Popular books in this genre include, Kafka On the Shore by Haruki Murakami, The Wind-Up Bird Chronicle by Haruki Murakami and The Handmaid’s tale by Margaret Atwood.
RELATED READ: Where To Start With Murakami - Reading Guide
I was talking to a friend of mine and happen to mention the term magical realism, I was quite surprised that she wasn’t aware of it already!
Magical Realism ideally includes a realistic setting with magical elements and often has limited information regarding these elements to Ideally incorporate magic in day to day lives and most importantly there isn’t a specific plot structure which gives the reader a more immersive experience ,it also critiques class difference in the society.

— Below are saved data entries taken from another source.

mod common;

use bagrecords::{DecodeError, Error, MalformedPolicy, Reader, ReaderConfig, ReaderState, StaticRegistry};
use common::{cdr_string, BagWriter, Cdr, STRING_TYPE};
use tempfile::tempdir;

fn bag_with(path: &std::path::Path, extra: impl FnOnce(&BagWriter, i64)) {
    let bag = BagWriter::create(path);
    let topic = bag.add_topic("test", STRING_TYPE);
    bag.write(topic, 1, &cdr_string("Hello World!"));
    extra(&bag, topic);
    bag.write(topic, 9, &cdr_string("Goodbye World!"));
}

#[test]
fn open_rejects_missing_path() {
    let dir = tempdir().expect("tempdir");
    let err = Reader::open(dir.path().join("absent.db3"), "sqlite3", "cdr", StaticRegistry::new())
        .unwrap_err();
    assert!(matches!(err, Error::ContainerOpen { .. }));
}

#[test]
fn open_rejects_non_database_file() {
    let dir = tempdir().expect("tempdir");
    let path = dir.path().join("notes.db3");
    std::fs::write(&path, "just some text, not a bag").expect("write");
    let err = Reader::open(&path, "sqlite3", "cdr", StaticRegistry::new()).unwrap_err();
    assert!(matches!(err, Error::ContainerOpen { .. }));
}

#[test]
fn open_rejects_unknown_identifiers() {
    let dir = tempdir().expect("tempdir");
    let path = dir.path().join("bag_0.db3");
    bag_with(&path, |_, _| {});

    for (storage, serialization) in [("mcap", "cdr"), ("sqlite3", "ros1"), ("", "")] {
        let err = Reader::open(&path, storage, serialization, StaticRegistry::new()).unwrap_err();
        assert!(matches!(err, Error::ContainerOpen { .. }), "{storage}/{serialization}");
    }
    assert!(Reader::open(&path, "SQLITE3", " cdr ", StaticRegistry::new()).is_ok());
}

#[test]
fn open_rejects_topics_in_other_serialization() {
    let dir = tempdir().expect("tempdir");
    let path = dir.path().join("bag_0.db3");
    let bag = BagWriter::create(&path);
    bag.add_topic_with_format("/json", "std_msgs/msg/String", "json");
    drop(bag);

    let err = Reader::open(&path, "sqlite3", "cdr", StaticRegistry::with_builtins()).unwrap_err();
    assert!(matches!(err, Error::ContainerOpen { .. }));
}

#[test]
fn iteration_after_close_fails() {
    let dir = tempdir().expect("tempdir");
    let path = dir.path().join("bag_0.db3");
    bag_with(&path, |_, _| {});

    let reader = Reader::open(&path, "sqlite3", "cdr", StaticRegistry::with_builtins()).expect("open");
    assert_eq!(reader.state(), ReaderState::Open);
    reader.close().expect("close");
    assert_eq!(reader.state(), ReaderState::Closed);
    assert!(matches!(reader.records(), Err(Error::ReaderClosed)));
    assert!(reader.close().is_ok());
    assert_eq!(reader.topics().len(), 1);
}

#[test]
fn overlapping_cursors_are_rejected() {
    let dir = tempdir().expect("tempdir");
    let path = dir.path().join("bag_0.db3");
    bag_with(&path, |_, _| {});

    let reader = Reader::open(&path, "sqlite3", "cdr", StaticRegistry::with_builtins()).expect("open");
    let mut active = reader.records().expect("cursor");
    assert!(active.next().is_some());
    assert!(matches!(reader.records(), Err(Error::ConcurrentAccess)));
    assert!(active.next().is_some());
    drop(active);
    assert_eq!(reader.records().expect("cursor").count(), 2);
}

#[test]
fn overlapping_cursors_across_threads() {
    let dir = tempdir().expect("tempdir");
    let path = dir.path().join("bag_0.db3");
    bag_with(&path, |_, _| {});

    let reader = Reader::open(&path, "sqlite3", "cdr", StaticRegistry::with_builtins()).expect("open");
    let held = reader.records().expect("cursor");
    std::thread::scope(|scope| {
        let result = scope.spawn(|| reader.records().map(|_| ())).join().expect("join");
        assert!(matches!(result, Err(Error::ConcurrentAccess)));
    });
    drop(held);
}

#[test]
fn malformed_payload_reports_location() {
    let dir = tempdir().expect("tempdir");
    let path = dir.path().join("bag_0.db3");
    bag_with(&path, |bag, topic| {
        let trailing = Cdr::new().string("ok").u32(0xdead_beef).finish();
        bag.write(topic, 5, &trailing);
    });

    let reader = Reader::open(&path, "sqlite3", "cdr", StaticRegistry::with_builtins()).expect("open");
    let mut cursor = reader.records().expect("cursor");
    assert!(cursor.next().expect("first").is_ok());
    match cursor.next() {
        Some(Err(Error::MalformedPayload { topic, time_ns, source })) => {
            assert_eq!(topic, "test");
            assert_eq!(time_ns, 5);
            assert!(matches!(source, DecodeError::TrailingBytes { .. }));
        }
        other => panic!("unexpected {other:?}"),
    }
    assert!(cursor.next().is_none());
}

#[test]
fn malformed_payload_can_be_skipped() {
    let dir = tempdir().expect("tempdir");
    let path = dir.path().join("bag_0.db3");
    bag_with(&path, |bag, topic| bag.write(topic, 5, &[0x00, 0x01]));

    let config = ReaderConfig::default().with_malformed_policy(MalformedPolicy::Skip);
    let reader = Reader::open_with_config(&path, config, StaticRegistry::with_builtins()).expect("open");
    let times: Vec<i64> = reader
        .records()
        .expect("cursor")
        .map(|r| r.expect("record").time_ns())
        .collect();
    assert_eq!(times, [1, 9]);
}

#[test]
fn unknown_type_is_surfaced() {
    let dir = tempdir().expect("tempdir");
    let path = dir.path().join("bag_0.db3");
    let bag = BagWriter::create(&path);
    let topic = bag.add_topic("/pose", "geometry_msgs/msg/Pose");
    bag.write(topic, 1, &Cdr::new().f64(1.0).finish());
    drop(bag);

    let reader = Reader::open(&path, "sqlite3", "cdr", StaticRegistry::with_builtins()).expect("open");
    let result: Vec<_> = reader.records().expect("cursor").collect();
    assert_eq!(result.len(), 1);
    assert!(matches!(&result[0], Err(Error::UnknownType { type_name }) if type_name == "geometry_msgs/msg/Pose"));
}

#[test]
fn entry_with_unregistered_topic_aborts() {
    let dir = tempdir().expect("tempdir");
    let path = dir.path().join("bag_0.db3");
    bag_with(&path, |bag, _| bag.write(42, 3, &cdr_string("orphan")));

    let reader = Reader::open(&path, "sqlite3", "cdr", StaticRegistry::with_builtins()).expect("open");
    let result: Vec<_> = reader.records().expect("cursor").collect();
    assert_eq!(result.len(), 2);
    assert!(result[0].is_ok());
    assert!(matches!(&result[1], Err(Error::UnknownTopic { .. })));
}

Despite having a fair usage of fictional and fantastical elements they aren’t categorised in either of these genres since it combines them into beautiful blend of the two worlds.

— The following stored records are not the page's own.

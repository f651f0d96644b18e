//! Normalized records.

use serde::ser::{Serialize, SerializeMap, Serializer};

use crate::decode::{Fields, Value};

pub const TOPIC_KEY: &str = "topic";
pub const TYPE_KEY: &str = "type";
pub const TIME_KEY: &str = "time_ns";

/// Keys owned by record metadata. Decoded fields never override them.
pub const RESERVED_KEYS: [&str; 3] = [TOPIC_KEY, TYPE_KEY, TIME_KEY];

/// One decoded message merged with its metadata.
///
/// Serializes as a flat mapping: `topic`, `type`, `time_ns`, then the
/// decoded fields in declaration order.
#[derive(Debug, Clone, PartialEq)]
pub struct Record {
    topic: String,
    type_name: String,
    time_ns: i64,
    fields: Fields,
}

impl Record {
    /// Merge decoded `fields` with metadata. A decoded field whose name is
    /// a reserved key is dropped.
    pub fn new(topic: impl Into<String>, type_name: impl Into<String>, time_ns: i64, fields: Fields) -> Self {
        let topic = topic.into();
        let type_name = type_name.into();
        let mut kept = Fields::with_capacity(fields.len());
        for (name, value) in fields {
            if RESERVED_KEYS.contains(&name.as_str()) {
                log::warn!("{type_name} on {topic}: field {name:?} shadows record metadata, dropped");
                continue;
            }
            kept.insert(name, value);
        }
        Self {
            topic,
            type_name,
            time_ns,
            fields: kept,
        }
    }

    pub fn topic(&self) -> &str {
        &self.topic
    }

    pub fn type_name(&self) -> &str {
        &self.type_name
    }

    pub fn time_ns(&self) -> i64 {
        self.time_ns
    }

    /// Decoded fields only, without the metadata keys.
    pub fn fields(&self) -> &Fields {
        &self.fields
    }

    pub fn into_fields(self) -> Fields {
        self.fields
    }

    /// Look up a key of the flat record, metadata keys included.
    pub fn get(&self, key: &str) -> Option<Value> {
        match key {
            TOPIC_KEY => Some(Value::from(self.topic.as_str())),
            TYPE_KEY => Some(Value::from(self.type_name.as_str())),
            TIME_KEY => Some(Value::from(self.time_ns)),
            _ => self.fields.get(key).cloned(),
        }
    }

    pub fn field(&self, name: &str) -> Option<&Value> {
        self.fields.get(name)
    }

    /// The flat mapping: metadata first, then decoded fields.
    pub fn to_map(&self) -> Fields {
        let mut map = Fields::with_capacity(self.fields.len() + RESERVED_KEYS.len());
        map.insert(TOPIC_KEY.to_string(), Value::from(self.topic.as_str()));
        map.insert(TYPE_KEY.to_string(), Value::from(self.type_name.as_str()));
        map.insert(TIME_KEY.to_string(), Value::from(self.time_ns));
        for (name, value) in &self.fields {
            map.insert(name.clone(), value.clone());
        }
        map
    }
}

impl Serialize for Record {
    fn serialize<S: Serializer>(&self, serializer: S) -> Result<S::Ok, S::Error> {
        let mut map = serializer.serialize_map(Some(self.fields.len() + RESERVED_KEYS.len()))?;
        map.serialize_entry(TOPIC_KEY, &self.topic)?;
        map.serialize_entry(TYPE_KEY, &self.type_name)?;
        map.serialize_entry(TIME_KEY, &self.time_ns)?;
        for (name, value) in &self.fields {
            map.serialize_entry(name, value)?;
        }
        map.end()
    }
}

Matthew Strecher (1999) defines it as
“what happens when a highly detailed, realistic setting is invaded by something too strange to believe.”
Popular books in this genre includes One hundred years of Solitude by Gabriel Garcia Marquez, Midnight’s Children by Salman Rushdie and Metamorphosis by Franz Kafka .

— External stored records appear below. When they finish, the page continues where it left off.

//! ROS 2 `.msg` definitions as a schema source.
//!
//! Definitions are found either on a search path laid out like an install
//! prefix (`<root>/share/<pkg>/msg/<Name>.msg` or `<root>/<pkg>/msg/<Name>.msg`)
//! or registered as text, including the concatenated form where dependent
//! definitions follow a `====` separator and a `MSG: pkg/Name` line.

use std::collections::HashMap;
use std::path::{Path, PathBuf};
use std::sync::Arc;

use super::{FieldKind, FieldLayout, ScalarKind, SchemaRegistry, StaticRegistry};
use crate::{Error, Result};

const MAX_NESTING: usize = 32;
const AMENT_PREFIX_PATH: &str = "AMENT_PREFIX_PATH";

#[derive(Debug, Clone, PartialEq, Eq)]
enum TypeRef {
    Scalar(ScalarKind),
    Named(String),
}

#[derive(Debug, Clone, Copy, PartialEq, Eq)]
enum Shape {
    Single,
    Sequence(Option<usize>),
    Array(usize),
}

#[derive(Debug, Clone, PartialEq, Eq)]
struct FieldDecl {
    name: String,
    base: TypeRef,
    shape: Shape,
}

/// Registry resolving layouts from `.msg` definitions.
///
/// Builtin layouts (see [`StaticRegistry::with_builtins`]) take precedence,
/// then registered text, then the search path in order.
#[derive(Debug, Clone)]
pub struct MsgRegistry {
    search_paths: Vec<PathBuf>,
    definitions: HashMap<String, String>,
    builtins: StaticRegistry,
}

impl Default for MsgRegistry {
    fn default() -> Self {
        Self::new()
    }
}

impl MsgRegistry {
    pub fn new() -> Self {
        Self {
            search_paths: Vec::new(),
            definitions: HashMap::new(),
            builtins: StaticRegistry::with_builtins(),
        }
    }

    /// Registry searching every prefix listed in `AMENT_PREFIX_PATH`.
    pub fn from_env() -> Self {
        let mut registry = Self::new();
        if let Some(prefixes) = std::env::var_os(AMENT_PREFIX_PATH) {
            for prefix in std::env::split_paths(&prefixes) {
                registry.add_search_path(prefix);
            }
        }
        registry
    }

    pub fn with_search_path(mut self, path: impl Into<PathBuf>) -> Self {
        self.add_search_path(path);
        self
    }

    pub fn add_search_path(&mut self, path: impl Into<PathBuf>) {
        self.search_paths.push(path.into());
    }

    pub fn search_paths(&self) -> &[PathBuf] {
        &self.search_paths
    }

    /// Register definition text for `type_name`. Concatenated dependency
    /// blocks are split out and registered under their own names.
    pub fn add_definition(&mut self, type_name: &str, text: &str) {
        for (name, body) in split_definitions(&normalize_type_name(type_name, ""), text) {
            self.definitions.entry(name).or_insert(body);
        }
    }

    fn find_text(&self, type_name: &str) -> Result<Option<String>> {
        if let Some(text) = self.definitions.get(type_name) {
            return Ok(Some(text.clone()));
        }
        let (package, name) = split_type_name(type_name);
        for root in &self.search_paths {
            for candidate in [
                root.join("share").join(package).join("msg"),
                root.join(package).join("msg"),
            ] {
                let path = candidate.join(format!("{name}.msg"));
                if let Some(text) = read_optional(&path)? {
                    log::debug!("resolved {type_name} from {}", path.display());
                    return Ok(Some(text));
                }
            }
        }
        Ok(None)
    }

    /// Resolve `type_name`, reusing layouts already built in this pass.
    fn resolve_depth(
        &self,
        type_name: &str,
        depth: usize,
        resolved: &mut HashMap<String, Arc<FieldLayout>>,
    ) -> Result<Arc<FieldLayout>> {
        if let Some(layout) = resolved.get(type_name) {
            return Ok(Arc::clone(layout));
        }
        if depth > MAX_NESTING {
            return Err(Error::InvalidDefinition {
                type_name: type_name.to_string(),
                reason: format!("nesting deeper than {MAX_NESTING} levels"),
            });
        }
        if let Some(layout) = self.builtins.get(type_name) {
            return Ok(layout);
        }
        let text = self.find_text(type_name)?.ok_or_else(|| Error::UnknownType {
            type_name: type_name.to_string(),
        })?;
        let (package, _) = split_type_name(type_name);
        let decls = parse_definition(package, &text).map_err(|reason| Error::InvalidDefinition {
            type_name: type_name.to_string(),
            reason,
        })?;

        let mut layout = FieldLayout::new(type_name);
        for decl in decls {
            let element = match decl.base {
                TypeRef::Scalar(kind) => FieldKind::Scalar(kind),
                TypeRef::Named(nested) => {
                    FieldKind::Nested(self.resolve_depth(&nested, depth + 1, resolved)?)
                }
            };
            let kind = match decl.shape {
                Shape::Single => element,
                Shape::Sequence(None) => FieldKind::sequence(element),
                Shape::Sequence(Some(bound)) => FieldKind::bounded_sequence(element, bound),
                Shape::Array(len) => FieldKind::array(element, len),
            };
            layout = layout.field(decl.name, kind);
        }
        let layout = Arc::new(layout);
        resolved.insert(type_name.to_string(), Arc::clone(&layout));
        Ok(layout)
    }
}

impl SchemaRegistry for MsgRegistry {
    fn resolve(&self, type_name: &str) -> Result<Arc<FieldLayout>> {
        self.resolve_depth(&normalize_type_name(type_name, ""), 0, &mut HashMap::new())
    }
}

fn read_optional(path: &Path) -> Result<Option<String>> {
    match std::fs::read_to_string(path) {
        Ok(text) => Ok(Some(text)),
        Err(err) if err.kind() == std::io::ErrorKind::NotFound => Ok(None),
        Err(err) => Err(err.into()),
    }
}

/// `pkg/msg/Name` -> (`pkg`, `Name`).
fn split_type_name(type_name: &str) -> (&str, &str) {
    let package = type_name.split('/').next().unwrap_or_default();
    let name = type_name.rsplit('/').next().unwrap_or(type_name);
    (package, name)
}

/// Expand `pkg/Name` and bare `Name` references to `pkg/msg/Name`.
fn normalize_type_name(raw: &str, package: &str) -> String {
    let parts: Vec<&str> = raw.split('/').collect();
    match parts.as_slice() {
        [name] => match *name {
            "Header" => "std_msgs/msg/Header".to_string(),
            "time" => "builtin_interfaces/msg/Time".to_string(),
            "duration" => "builtin_interfaces/msg/Duration".to_string(),
            _ => format!("{package}/msg/{name}"),
        },
        [pkg, name] => format!("{pkg}/msg/{name}"),
        _ => raw.to_string(),
    }
}

fn split_definitions(root: &str, text: &str) -> Vec<(String, String)> {
    let mut blocks = Vec::new();
    let mut current = root.to_string();
    let mut body = String::new();
    for line in text.lines() {
        let trimmed = line.trim();
        if trimmed.len() >= 3 && trimmed.chars().all(|c| c == '=') {
            blocks.push((std::mem::take(&mut current), std::mem::take(&mut body)));
            continue;
        }
        if let Some(name) = trimmed.strip_prefix("MSG:") {
            current = normalize_type_name(name.trim(), "");
            continue;
        }
        body.push_str(line);
        body.push('\n');
    }
    blocks.push((current, body));
    blocks.retain(|(name, _)| !name.is_empty());
    blocks
}

fn strip_comment(line: &str) -> &str {
    let mut quote = None;
    for (idx, ch) in line.char_indices() {
        match (quote, ch) {
            (None, '#') => return &line[..idx],
            (None, '"' | '\'') => quote = Some(ch),
            (Some(open), c) if c == open => quote = None,
            _ => {}
        }
    }
    line
}

fn parse_definition(package: &str, text: &str) -> std::result::Result<Vec<FieldDecl>, String> {
    let mut fields = Vec::new();
    for (lineno, raw) in text.lines().enumerate() {
        let line = strip_comment(raw).trim();
        if line.is_empty() {
            continue;
        }
        let (type_token, rest) = line
            .split_once(char::is_whitespace)
            .ok_or_else(|| format!("line {}: missing field name", lineno + 1))?;
        let rest = rest.trim_start();
        let name_end = rest
            .find(|c: char| c.is_whitespace() || c == '=')
            .unwrap_or(rest.len());
        let name = &rest[..name_end];
        if rest[name_end..].trim_start().starts_with('=') {
            // constant
            continue;
        }
        if !is_identifier(name) {
            return Err(format!("line {}: invalid field name {name:?}", lineno + 1));
        }
        let (base, shape) =
            parse_type_token(type_token, package).map_err(|e| format!("line {}: {e}", lineno + 1))?;
        fields.push(FieldDecl {
            name: name.to_string(),
            base,
            shape,
        });
    }
    Ok(fields)
}

fn is_identifier(name: &str) -> bool {
    let mut chars = name.chars();
    matches!(chars.next(), Some(c) if c.is_ascii_alphabetic())
        && chars.all(|c| c.is_ascii_alphanumeric() || c == '_')
}

fn parse_type_token(token: &str, package: &str) -> std::result::Result<(TypeRef, Shape), String> {
    let (base, shape) = match token.find('[') {
        Some(open) => {
            let inner = token[open + 1..]
                .strip_suffix(']')
                .ok_or_else(|| format!("unterminated array type {token:?}"))?;
            let shape = if inner.is_empty() {
                Shape::Sequence(None)
            } else if let Some(bound) = inner.strip_prefix("<=") {
                Shape::Sequence(Some(parse_len(bound, token)?))
            } else {
                Shape::Array(parse_len(inner, token)?)
            };
            (&token[..open], shape)
        }
        None => (token, Shape::Single),
    };
    // string<=N carries its bound in the type; the wire form is unchanged.
    let base = match base.split_once("<=") {
        Some((prefix @ ("string" | "wstring"), bound)) => {
            parse_len(bound, token)?;
            prefix
        }
        Some(_) => return Err(format!("bound on non-string type {token:?}")),
        None => base,
    };
    if base.is_empty() {
        return Err(format!("empty type in {token:?}"));
    }
    let base = match ScalarKind::from_name(base) {
        Some(kind) => TypeRef::Scalar(kind),
        None => TypeRef::Named(normalize_type_name(base, package)),
    };
    Ok((base, shape))
}

fn parse_len(text: &str, token: &str) -> std::result::Result<usize, String> {
    text.trim()
        .parse()
        .map_err(|_| format!("invalid length in {token:?}"))
}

ALSO READ: Kafkaesque, The Metamorphosis and Franz Kafka
Fancy name but what is Bildungsromane?!
This genre generally includes the holistic development of the main character into adulthood. Coming of age and Bildungsromane cannot be used interchangeably since the former deals with growing up that can fall into any category/genre whilst the latter mainly includes psychological and emotional maturity he attains from childhood to adulthood and deals with themes of growth, education,internal turmoil, conflicts and loss.
Often the journey includes a lot of emotional distress and the character eventually finds his /her own footing in a society that deems perfection in their own way.
“The Bildungsroman examines a regular course of development in the life of the individual; each of its stages has its own value and each is at the same time the basis of a higher stage. The dissonances and conflicts of life appear as the necessary transit points of the individual on his way to maturity and harmony. And the “highest happiness of humankind” is the development of the person as the unifying, substantial form of human existence”
—Wilhelm Dilthey on Bildungsromane
Popular books in this genre includes Jane Eyre by Charlotte Bronte, Kite runner by Khaled Hosseini and Great Expectations by Charles Dickens.
RECOMMENDED READ: 11 Books to Read if You Liked The Kite Runner by Khaled Hosseini
Like I mentioned the fascination surrounding literature is evergreen, I had fun curating this little capsule of geeky stuff and I hope you find it enchanting too!